The message to jobseekers: Especially if you're applying to large companies, be sure you're applying for jobs where you can demonstrate the skills to do the job  and not just try to get by with slick resume and cover letter language, and canned answers to standard interview questions like, "Tell me a problem you solved."


Serge said...

I tested this first hand back in 2009 or 2010 right after getting my associate level accounting degree.First I solved a practical problem in excel at home well enough to get invited to the interview. But there I was presented with a much more difficult problem. And under time pressure I bombed it. In fact I even did mediocrly on a theoretical quiz about accounting principles despite knowing those terms before and my nearly 4.0 GPA in accounting. To top it all I was interviewed by four people at the round table. I was like a deer under the headlights! I came home very depressed since I couldn't just attribute the failure on lack of interviewing skills. I had to come to terms with the fact that I was too slow for that type of job, despite my three college diplomas with an A average. I had to look for work I can do at home under less social and time pressure.

Marty Nemko said...

That's an example of the so many ways that school success does not predict work or life success very well.

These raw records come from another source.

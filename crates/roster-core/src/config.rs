//! Roster Configuration

use serde::{Deserialize, Serialize};

use crate::pagination::PageSize;

/// First page of the public character API
pub const DEFAULT_ENDPOINT: &str = "https://rickandmortyapi.com/api/character";

/// How pages are concatenated once the chain is exhausted
#[derive(Debug, Clone, Copy, PartialEq, Eq, Default, Serialize, Deserialize)]
#[serde(rename_all = "snake_case")]
pub enum PageOrder {
    /// Pages in arrival order, first page first
    #[default]
    FirstPageFirst,
    /// Pages reached through `next` first, the first page's records last
    ContinuationFirst,
}

impl PageOrder {
    pub fn assemble<T>(self, first: Vec<T>, continuation: Vec<T>) -> Vec<T> {
        let (mut head, tail) = match self {
            PageOrder::FirstPageFirst => (first, continuation),
            PageOrder::ContinuationFirst => (continuation, first),
        };
        head.extend(tail);
        head
    }
}

#[derive(Debug, Clone, PartialEq, Eq, Serialize, Deserialize)]
#[serde(default)]
pub struct RosterConfig {
    pub base_endpoint: String,
    pub page_order: PageOrder,
    /// Upper bound on pages fetched, first page included. `None` = follow until `next` is null.
    pub max_pages: Option<usize>,
    pub default_page_size: PageSize,
}

impl Default for RosterConfig {
    fn default() -> Self {
        Self {
            base_endpoint: DEFAULT_ENDPOINT.to_string(),
            page_order: PageOrder::default(),
            max_pages: None,
            default_page_size: PageSize::default(),
        }
    }
}

impl RosterConfig {
    pub fn with_endpoint(endpoint: impl Into<String>) -> Self {
        Self {
            base_endpoint: endpoint.into(),
            ..Default::default()
        }
    }
}
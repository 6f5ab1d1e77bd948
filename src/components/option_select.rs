//! Option Select Component
//!
//! Dropdown with an empty "no constraint" entry followed by the given values.

use leptos::prelude::*;

/// Select for a categorical filter. Choosing the first entry reports `""`.
#[component]
pub fn OptionSelect(
    #[prop(into)] placeholder: String,
    options: Memo<Vec<String>>,
    #[prop(into)] on_change: Callback<String>,
) -> impl IntoView {
    view! {
        <select
            class="filter-select"
            on:change=move |ev| on_change.run(event_target_value(&ev))
        >
            <option value="">{placeholder}</option>
            <For
                each=move || options.get()
                key=|value| value.clone()
                children=move |value| {
                    let label = value.clone();
                    view! { <option value=value>{label}</option> }
                }
            />
        </select>
    }
}
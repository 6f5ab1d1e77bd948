//! Error Types
//!
//! Acquisition is the only fallible part of the roster.

use thiserror::Error;

/// Result type for acquisition
pub type FetchResult<T> = Result<T, FetchError>;

/// Any failure while walking the page chain. The whole load is aborted.
#[derive(Debug, Clone, PartialEq, Eq, Error)]
pub enum FetchError {
    #[error("request to {url} failed with HTTP status {status}")]
    Status { url: String, status: u16 },

    #[error("request to {url} failed: {message}")]
    Transport { url: String, message: String },

    #[error("could not decode response from {url}: {message}")]
    Decode { url: String, message: String },

    #[error("gave up after {limit} pages, the next-page chain did not end")]
    PageLimit { limit: usize },
}

impl FetchError {
    pub fn transport(url: &str, message: impl Into<String>) -> Self {
        FetchError::Transport { url: url.to_string(), message: message.into() }
    }

    pub fn decode(url: &str, message: impl Into<String>) -> Self {
        FetchError::Decode { url: url.to_string(), message: message.into() }
    }
}

/// Page size outside the allowed set
#[derive(Debug, Clone, Copy, PartialEq, Eq, Error)]
#[error("invalid page size {0}, expected one of 10, 25, 50, 100")]
pub struct InvalidPageSize(pub usize);
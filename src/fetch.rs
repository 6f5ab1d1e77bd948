//! Browser Page Source
//!
//! `window.fetch` binding for the acquisition loop.

use async_trait::async_trait;
use wasm_bindgen::{JsCast, JsValue};
use wasm_bindgen_futures::JsFuture;
use web_sys::Response;

use roster_core::{CharacterPage, FetchError, FetchResult, PageSource};

/// Issues one plain GET per page
pub struct BrowserFetch;

#[async_trait(?Send)]
impl PageSource for BrowserFetch {
    async fn fetch_page(&self, url: &str) -> FetchResult<CharacterPage> {
        let window = web_sys::window().ok_or_else(|| FetchError::transport(url, "no window available"))?;

        let value = JsFuture::from(window.fetch_with_str(url))
            .await
            .map_err(|e| FetchError::transport(url, js_message(&e)))?;
        let response: Response = value
            .dyn_into()
            .map_err(|e| FetchError::transport(url, js_message(&e)))?;

        if !response.ok() {
            return Err(FetchError::Status { url: url.to_string(), status: response.status() });
        }

        let body = response.json().map_err(|e| FetchError::decode(url, js_message(&e)))?;
        let json = JsFuture::from(body)
            .await
            .map_err(|e| FetchError::decode(url, js_message(&e)))?;
        serde_wasm_bindgen::from_value(json).map_err(|e| FetchError::decode(url, e.to_string()))
    }
}

/// Best-effort text for a rejected promise or thrown value
fn js_message(value: &JsValue) -> String {
    if let Some(text) = value.as_string() {
        return text;
    }
    match value.dyn_ref::<js_sys::Error>() {
        Some(error) => String::from(error.message()),
        None => format!("{:?}", value),
    }
}
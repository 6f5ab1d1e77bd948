//! Console Logger
//!
//! Routes the `log` facade to the browser console.

use log::{Level, LevelFilter, Log, Metadata, Record};
use wasm_bindgen::JsValue;

struct ConsoleLogger;

impl Log for ConsoleLogger {
    fn enabled(&self, metadata: &Metadata) -> bool {
        metadata.level() <= log::max_level()
    }

    fn log(&self, record: &Record) {
        if !self.enabled(record.metadata()) {
            return;
        }
        let line = JsValue::from_str(&format!("{} {}", record.level(), record.args()));
        match record.level() {
            Level::Error => web_sys::console::error_1(&line),
            Level::Warn => web_sys::console::warn_1(&line),
            Level::Info => web_sys::console::info_1(&line),
            Level::Debug | Level::Trace => web_sys::console::debug_1(&line),
        }
    }

    fn flush(&self) {}
}

static LOGGER: ConsoleLogger = ConsoleLogger;

/// Install the console logger; debug builds also show per-page fetch lines
pub fn init() {
    let level = if cfg!(debug_assertions) {
        LevelFilter::Debug
    } else {
        LevelFilter::Info
    };
    if log::set_logger(&LOGGER).is_ok() {
        log::set_max_level(level);
    }
}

Yes, self-employment is often wise for people who pace to a different drummer.

ST said...

Part of it, though, is that you are under a lot of pressure in the job interview and if hired, you would have done alright after a short ramping up period.

I went on this type of interview too, and after spending days on an in-home assignment, I interviewed about 6 people, answered problem-solving and technical questions, and gave a presentation on my homework. I'm not sure why I didn't get the job, because as usual, they covered their butts by not giving out ANY feedback, just that they've went to other candidates.

I had the opportunity to interview several people for the same job I did, so I researched a lot of the "brain-teaser" type questions used in job interviews, and adapted them to the software tool we used. Even the people we ended up hiring didn't do so well on them. But, I had the advantage, because I knew the answers (and had done the problems on my own with less pressure and more time). So, the hires ended up being a combination of their personality, background, and ability to at least approach the brain teasers (I wasn't the only person interviewing them).